I couldn't fall asleep last night. I did what you are not supposed to do: I kept looking at the clock--10:30, 11:30, 12:30--and thinking about how much sooner Steve Inskeep would wake me up. 6 hours of sleep. 5 hours of sleep. 4 hours of sleep. If I get up and take half of a Tylenol PM, will I be groggy in the morning? Will I have time to drink extra coffee tomorrow morning so that I can make it through the day on 5 hours? 4 hours?
I teach what my mentor has called "both ends of the spectrum" at this school. This morning, the seniors in AP Literature are taking the AP exam. Last period today, the 9th graders in the "struggling readers"* class are taking a reading assessment. In 10 days, as a sign tells me when I walk in to school, all 50 9th graders I teach will take a practice ACT test.

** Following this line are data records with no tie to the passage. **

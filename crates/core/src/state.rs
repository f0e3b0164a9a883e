use chrono::{DateTime, Local};
use serde::{Deserialize, Serialize};

/// Central view-state; every panel and feed reads from this snapshot.
///
/// Populated by the status gatherer from [`NodeReport`]s written by the
/// wallet bridge, plus local host stats sampled in-process.
#[derive(Debug, Clone, Default)]
pub struct AppState {
    /// Node version / uptime / chain block.
    pub status: NodeStatus,
    /// Local miner hash rate (H/s). `None` until the bridge reports one.
    pub local_hashrate: Option<f64>,
    /// Estimated network hash rate (H/s). `None` until reported.
    pub network_hashrate: Option<f64>,
    pub height: u32,
    pub best_block: String,
    pub difficulty: f64,
    pub block_count: u64,
    pub net_last_block: u32,
    pub connections: u32,
    /// Confirmed wallet balance in DUO.
    pub balance: f64,
    /// Pending (unconfirmed) balance in DUO.
    pub unconfirmed: f64,
    pub txs_number: usize,
    /// Most recent wallet transactions, newest first.
    pub last_txs: Vec<TransactionExcerpt>,
    pub peers: Vec<PeerInfo>,
    /// Stats of the machine the panel runs on.
    pub local_host: LocalHost,
    /// Last problem reported while gathering status.
    pub alert: Option<Alert>,
    /// When the last bridge report was applied.
    pub updated_at: Option<DateTime<Local>>,
}

impl AppState {
    /// Merge a bridge report into the state.  Fields absent from the report
    /// keep their previous values.
    pub fn apply(&mut self, report: NodeReport) {
        if let Some(status) = report.status {
            self.status = status;
        }
        if report.hashes.is_some() {
            self.local_hashrate = report.hashes;
        }
        if report.net_hash.is_some() {
            self.network_hashrate = report.net_hash;
        }
        if let Some(v) = report.height {
            self.height = v;
        }
        if let Some(v) = report.best_block {
            self.best_block = v;
        }
        if let Some(v) = report.difficulty {
            self.difficulty = v;
        }
        if let Some(v) = report.block_count {
            self.block_count = v;
        }
        if let Some(v) = report.net_last_block {
            self.net_last_block = v;
        }
        if let Some(v) = report.connections {
            self.connections = v;
        }
        if let Some(v) = report.balance {
            self.balance = v;
        }
        if let Some(v) = report.unconfirmed {
            self.unconfirmed = v;
        }
        if let Some(v) = report.txs_number {
            self.txs_number = v;
        }
        if let Some(v) = report.last_txs {
            self.last_txs = v.txs;
        }
        if let Some(v) = report.peers {
            self.peers = v;
        }
    }
}

/// Node identification block shown by the status panel.
#[derive(Debug, Clone, Default, PartialEq, Serialize, Deserialize)]
#[serde(default)]
pub struct NodeStatus {
    #[serde(rename = "ver")]
    pub version: String,
    /// Seconds since the node started.
    pub uptime: u64,
    /// Network name, e.g. `"mainnet"`.
    pub net: String,
    pub chain: String,
}

/// One row of the latest-transactions grid.
#[derive(Debug, Clone, PartialEq, Serialize, Deserialize)]
pub struct TransactionExcerpt {
    pub category: String,
    /// Unix timestamp (seconds).
    pub time: i64,
    pub txid: String,
    pub amount: f64,
    #[serde(default)]
    pub confirmations: i64,
}

/// Wrapper matching the bridge's `osLastTxs` object.
#[derive(Debug, Clone, Default, PartialEq, Serialize, Deserialize)]
#[serde(default)]
pub struct TransactionList {
    pub txs: Vec<TransactionExcerpt>,
    #[serde(rename = "txsnumber")]
    pub txs_number: usize,
}

/// One connected peer.
#[derive(Debug, Clone, Default, PartialEq, Serialize, Deserialize)]
#[serde(default)]
pub struct PeerInfo {
    pub addr: String,
    /// Round-trip time in seconds.
    #[serde(rename = "pingtime")]
    pub ping_time: f64,
    #[serde(rename = "bytessent")]
    pub bytes_sent: u64,
    #[serde(rename = "bytesrecv")]
    pub bytes_recv: u64,
    pub subver: String,
    pub version: u32,
}

/// Resource usage of the local machine.
#[derive(Debug, Clone, Default, PartialEq)]
pub struct LocalHost {
    /// Per-core CPU usage (0.0 – 100.0).
    pub cpu_percent: Vec<f32>,
    pub mem_used: u64,
    pub mem_total: u64,
    pub disk_used: u64,
    pub disk_total: u64,
}

/// Severity of an [`Alert`].
#[derive(Debug, Clone, Copy, PartialEq, Eq)]
pub enum AlertKind {
    Info,
    Error,
}

/// A user-visible notice raised while gathering status.
#[derive(Debug, Clone, PartialEq)]
pub struct Alert {
    pub time: DateTime<Local>,
    pub title: String,
    pub message: String,
    pub kind: AlertKind,
}

impl Alert {
    pub fn error(title: impl Into<String>, message: impl Into<String>) -> Self {
        Self {
            time: Local::now(),
            title: title.into(),
            message: message.into(),
            kind: AlertKind::Error,
        }
    }
}

/// Snapshot written by the wallet bridge.  Keys follow the bridge's JSON
/// names; every field is optional so partial reports are accepted.
#[derive(Debug, Clone, Default, PartialEq, Serialize, Deserialize)]
#[serde(default)]
pub struct NodeReport {
    #[serde(rename = "osStatus")]
    pub status: Option<NodeStatus>,
    #[serde(rename = "osHashes")]
    pub hashes: Option<f64>,
    #[serde(rename = "osNetHash")]
    pub net_hash: Option<f64>,
    #[serde(rename = "osHeight")]
    pub height: Option<u32>,
    #[serde(rename = "osBestBlock")]
    pub best_block: Option<String>,
    #[serde(rename = "osDifficulty")]
    pub difficulty: Option<f64>,
    #[serde(rename = "osBlockCount")]
    pub block_count: Option<u64>,
    #[serde(rename = "osNetlastBlock")]
    pub net_last_block: Option<u32>,
    #[serde(rename = "osConnections")]
    pub connections: Option<u32>,
    #[serde(rename = "osBalance")]
    pub balance: Option<f64>,
    #[serde(rename = "osUnconfirmed")]
    pub unconfirmed: Option<f64>,
    #[serde(rename = "osTxsNumber")]
    pub txs_number: Option<usize>,
    #[serde(rename = "osLastTxs")]
    pub last_txs: Option<TransactionList>,
    pub peers: Option<Vec<PeerInfo>>,
}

Since my AP class meets first today, followed by a prep, I have 3 hours free this morning. I am wandering around my classroom, flitting from one task to the next--I keep getting distracted and thrown off course. This is, I admit, my normal mode, but it is turned up several notches: I take the longest route to get from point A to point B. While teaching yesterday, I would walk to the back of the room and forget what I had gone to retrieve. In the supermarket I turned my cart 270 degrees counterclockwise instead of 90 degrees clockwise. Then at the checkout I discovered that several items were not ones I had picked. Someone put stuff in my cart by mistake! No, wait, half of my items are missing--I took someone else's cart.

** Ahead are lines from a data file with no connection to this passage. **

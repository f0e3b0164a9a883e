use duos_core::{PanelError, Result};
use serde::{Deserialize, Serialize};
use std::num::NonZeroUsize;
use std::path::PathBuf;
use std::time::Duration;

/// Root configuration structure parsed from `duos.toml`.
#[derive(Debug, Clone, Serialize, Deserialize)]
#[serde(default)]
pub struct PanelConfig {
    /// Settings shared by the whole dashboard.
    pub global: GlobalConfig,
    /// Local miner hash-rate sparkline.
    pub local_feed: FeedConfig,
    /// Network hash-rate sparkline.
    pub network_feed: FeedConfig,
}

impl Default for PanelConfig {
    fn default() -> Self {
        Self {
            global: GlobalConfig::default(),
            local_feed: FeedConfig::local(),
            network_feed: FeedConfig::network(),
        }
    }
}

impl PanelConfig {
    /// Reject values the feeds and gatherer cannot run with.
    pub fn validate(&self) -> Result<()> {
        if self.global.gather_interval_ms == 0 {
            return Err(PanelError::Config("global.gather_interval_ms must be > 0".into()));
        }
        if self.global.redraw_interval_ms == 0 {
            return Err(PanelError::Config("global.redraw_interval_ms must be > 0".into()));
        }
        self.local_feed.validate("local_feed")?;
        self.network_feed.validate("network_feed")
    }
}

/// Global dashboard settings.
#[derive(Debug, Clone, Serialize, Deserialize)]
#[serde(default)]
pub struct GlobalConfig {
    /// How often the status gatherer re-reads the bridge snapshot.
    pub gather_interval_ms: u64,
    /// How often the terminal frame is repainted.
    pub redraw_interval_ms: u64,
    /// Bridge snapshot file.  `None` = `status.json` next to the config file.
    pub status_file: Option<PathBuf>,
    /// Refresh immediately whenever the snapshot file is written.
    pub watch_status_file: bool,
}

impl Default for GlobalConfig {
    fn default() -> Self {
        Self {
            gather_interval_ms: 1_000,
            redraw_interval_ms: 1_000,
            status_file: None,
            watch_status_file: true,
        }
    }
}

/// Config block for one rolling hash-rate feed.
#[derive(Debug, Clone, Serialize, Deserialize)]
#[serde(default)]
pub struct FeedConfig {
    /// Number of samples kept in the window.
    pub capacity: usize,
    /// Sampling period in milliseconds.
    pub interval_ms: u64,
    /// Id of the text label that shows the current rate.
    pub label_id: String,
    /// Top of the chart's Y axis, in H/s.
    pub max_y: f64,
}

impl Default for FeedConfig {
    fn default() -> Self {
        Self::local()
    }
}

impl FeedConfig {
    pub fn local() -> Self {
        Self {
            capacity: 19,
            interval_ms: 500,
            label_id: "lhr".to_string(),
            max_y: 99_999.0,
        }
    }

    pub fn network() -> Self {
        Self {
            label_id: "nhr".to_string(),
            max_y: 9_999_999.0,
            ..Self::local()
        }
    }

    pub fn interval(&self) -> Duration {
        Duration::from_millis(self.interval_ms)
    }

    /// Window capacity; errors if configured as zero.
    pub fn window_capacity(&self) -> Result<NonZeroUsize> {
        NonZeroUsize::new(self.capacity)
            .ok_or_else(|| PanelError::Config(format!("feed '{}': capacity must be > 0", self.label_id)))
    }

    fn validate(&self, section: &str) -> Result<()> {
        if self.capacity == 0 {
            return Err(PanelError::Config(format!("{section}.capacity must be > 0")));
        }
        if self.interval_ms == 0 {
            return Err(PanelError::Config(format!("{section}.interval_ms must be > 0")));
        }
        if !(self.max_y.is_finite() && self.max_y > 0.0) {
            return Err(PanelError::Config(format!("{section}.max_y must be a positive number")));
        }
        Ok(())
    }
}
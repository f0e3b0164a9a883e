use chrono::{Local, TimeZone};
use duos_core::{state::TransactionExcerpt, AppState, Panel};

/// Rows shown by the latest-transactions grid.
const PAGE_SIZE: usize = 10;

/// Latest wallet transactions: category, time, txid, amount.
#[derive(Debug, Default)]
pub struct LatestTxPanel;

impl LatestTxPanel {
    pub fn new() -> Self {
        Self
    }
}

impl Panel for LatestTxPanel {
    fn id(&self) -> &str {
        "latest-txs"
    }

    fn title(&self) -> &str {
        "Latest transactions"
    }

    fn lines(&self, state: &AppState) -> Vec<String> {
        if state.last_txs.is_empty() {
            return vec!["No transactions".to_string()];
        }
        state.last_txs.iter().take(PAGE_SIZE).map(row).collect()
    }
}

fn row(tx: &TransactionExcerpt) -> String {
    let time = Local
        .timestamp_opt(tx.time, 0)
        .single()
        .map(|t| t.format("%Y-%m-%d %H:%M").to_string())
        .unwrap_or_else(|| "-".to_string());
    format!("{:<9} {:>16}  {}  {:>14.8}", tx.category, time, tx.txid, tx.amount)
}
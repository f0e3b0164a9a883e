pub mod balance;
pub mod peers;
pub mod sparkline;
pub mod status;
pub mod transactions;

pub use balance::BalancePanel;
pub use peers::PeersPanel;
pub use sparkline::{SparkFrame, TextSparkline};
pub use status::StatusPanel;
pub use transactions::LatestTxPanel;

I decide to clean the desks (a weekly task--teens can be smelly), and I discover that dust has collected on the countertop where my homework in- and out-boxes and supplies live. I start to actually dust the countertop, then stop myself. I really do have a lot to get done with this free time.

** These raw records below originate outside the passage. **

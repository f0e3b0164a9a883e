pub mod format;
pub mod host;
pub mod provider;

pub use format::{format_bytes, format_uptime};
pub use host::LocalHostProbe;
pub use provider::{JsonFileProvider, StatusProvider};

use chrono::Local;
use duos_core::{state::Alert, SharedState};
use std::time::Duration;
use tokio::sync::mpsc;
use tokio::task::JoinHandle;
use tokio::time;
use tracing::{debug, info, warn};

/// Pulls status from a [`StatusProvider`] into [`SharedState`].
///
/// One gather applies the latest bridge report, refreshes local host stats
/// and stamps `updated_at`.  A failed fetch keeps the previous values and
/// raises an [`Alert`] instead.
pub struct Gatherer<P> {
    provider: P,
    probe: Option<LocalHostProbe>,
    state: SharedState,
    failing: bool,
}

impl<P: StatusProvider + 'static> Gatherer<P> {
    pub fn new(provider: P, state: SharedState) -> Self {
        Self {
            provider,
            probe: Some(LocalHostProbe::new()),
            state,
            failing: false,
        }
    }

    /// Skip local host sampling (headless tests, remote-only dashboards).
    pub fn without_host_probe(mut self) -> Self {
        self.probe = None;
        self
    }

    /// Run one gather cycle synchronously.
    pub fn gather(&mut self) {
        let host = self.probe.as_mut().map(LocalHostProbe::sample);

        match self.provider.fetch() {
            Ok(report) => {
                if self.failing {
                    info!("Status source recovered");
                    self.failing = false;
                }
                self.state.update(|s| {
                    s.apply(report);
                    s.alert = None;
                    s.updated_at = Some(Local::now());
                    if let Some(host) = host {
                        s.local_host = host;
                    }
                });
            }
            Err(e) => {
                // Only the first failure in a row is worth a warning.
                if self.failing {
                    debug!("Status fetch still failing: {e}");
                } else {
                    warn!("Status fetch failed: {e}");
                    self.failing = true;
                }
                self.state.update(|s| {
                    s.alert = Some(Alert::error("Status", e.to_string()));
                    if let Some(host) = host {
                        s.local_host = host;
                    }
                });
            }
        }
    }

    /// Spawn a background Tokio task that gathers every `interval_ms`
    /// milliseconds, and additionally whenever `refresh` fires.
    ///
    /// The task runs until the returned handle is aborted.
    pub fn spawn(mut self, interval_ms: u64, mut refresh: mpsc::Receiver<()>) -> JoinHandle<()> {
        let interval = Duration::from_millis(interval_ms);

        tokio::spawn(async move {
            let mut ticker = time::interval(interval);
            ticker.set_missed_tick_behavior(time::MissedTickBehavior::Skip);

            loop {
                tokio::select! {
                    _ = ticker.tick() => {}
                    Some(()) = refresh.recv() => debug!("Status refresh requested"),
                }
                self.gather();
            }
        })
    }
}
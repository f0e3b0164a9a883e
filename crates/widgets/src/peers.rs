use duos_core::{state::PeerInfo, AppState, Panel};
use duos_system::format_bytes;

/// Rows shown by the peers grid.
const PAGE_SIZE: usize = 5;

/// Connected peers: address, ping, traffic, user agent, protocol version.
#[derive(Debug, Default)]
pub struct PeersPanel;

impl PeersPanel {
    pub fn new() -> Self {
        Self
    }
}

impl Panel for PeersPanel {
    fn id(&self) -> &str {
        "peers"
    }

    fn title(&self) -> &str {
        "Peers"
    }

    fn lines(&self, state: &AppState) -> Vec<String> {
        if state.peers.is_empty() {
            return vec!["No peers".to_string()];
        }
        let mut lines: Vec<String> = state.peers.iter().take(PAGE_SIZE).map(row).collect();
        if state.peers.len() > PAGE_SIZE {
            lines.push(format!("… and {} more", state.peers.len() - PAGE_SIZE));
        }
        lines
    }
}

fn row(peer: &PeerInfo) -> String {
    format!(
        "{:<21} {:>6.0}ms  ↑{:<10} ↓{:<10} {} ({})",
        peer.addr,
        peer.ping_time * 1_000.0,
        format_bytes(peer.bytes_sent),
        format_bytes(peer.bytes_recv),
        peer.subver,
        peer.version,
    )
}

When I taught at a private school, I never worried about my students' performance on standardized tests. But now, only seven months into teaching at a "reformed" public school, I have already experienced the thrills and frustrations of student "data." Today I feel the familiar excitement of performance anxiety, the eagerness to be measured, that I have felt over many years of test-taking. But mine are the feelings of a high-achieving student. What do my 9th graders feel? I saw the trepidation on their faces yesterday. Will I be good enough this time to get out of this class?
At the private school, standardized tests were a chore, a capitulation to the college admissions regime. We submitted, but it was widely held that these tests couldn't really measure our students. It never even occurred to me that my students' performance might be tied to the "effectiveness" of my teaching, and thank goodness--even now I feel ten times the teacher I did then. Why, then, did my ineffectiveness as a teacher (and lack of certification) not result in low "achievement" for my students, in that notorious half-year of "growth" that builds into the achievement "gap"?
Yesterday I talked to a colleague who also teaches struggling readers. "It never goes away," she said.
We came back from spring break just ten days ago; the dread that has been with me ever since makes it feel like a month. But for the last two days my mood has been lighter. The thoughts keeping me awake last night were not nightmares of stricken students, but dreams and ideas for all that I will do with the seniors in these four glorious post-AP weeks.
*Students who scored at or below a 7th grade reading level at the beginning of the year (on a norm-referenced test) were placed in an English class whose focus was geared more toward intensive reading development, rather than literary study.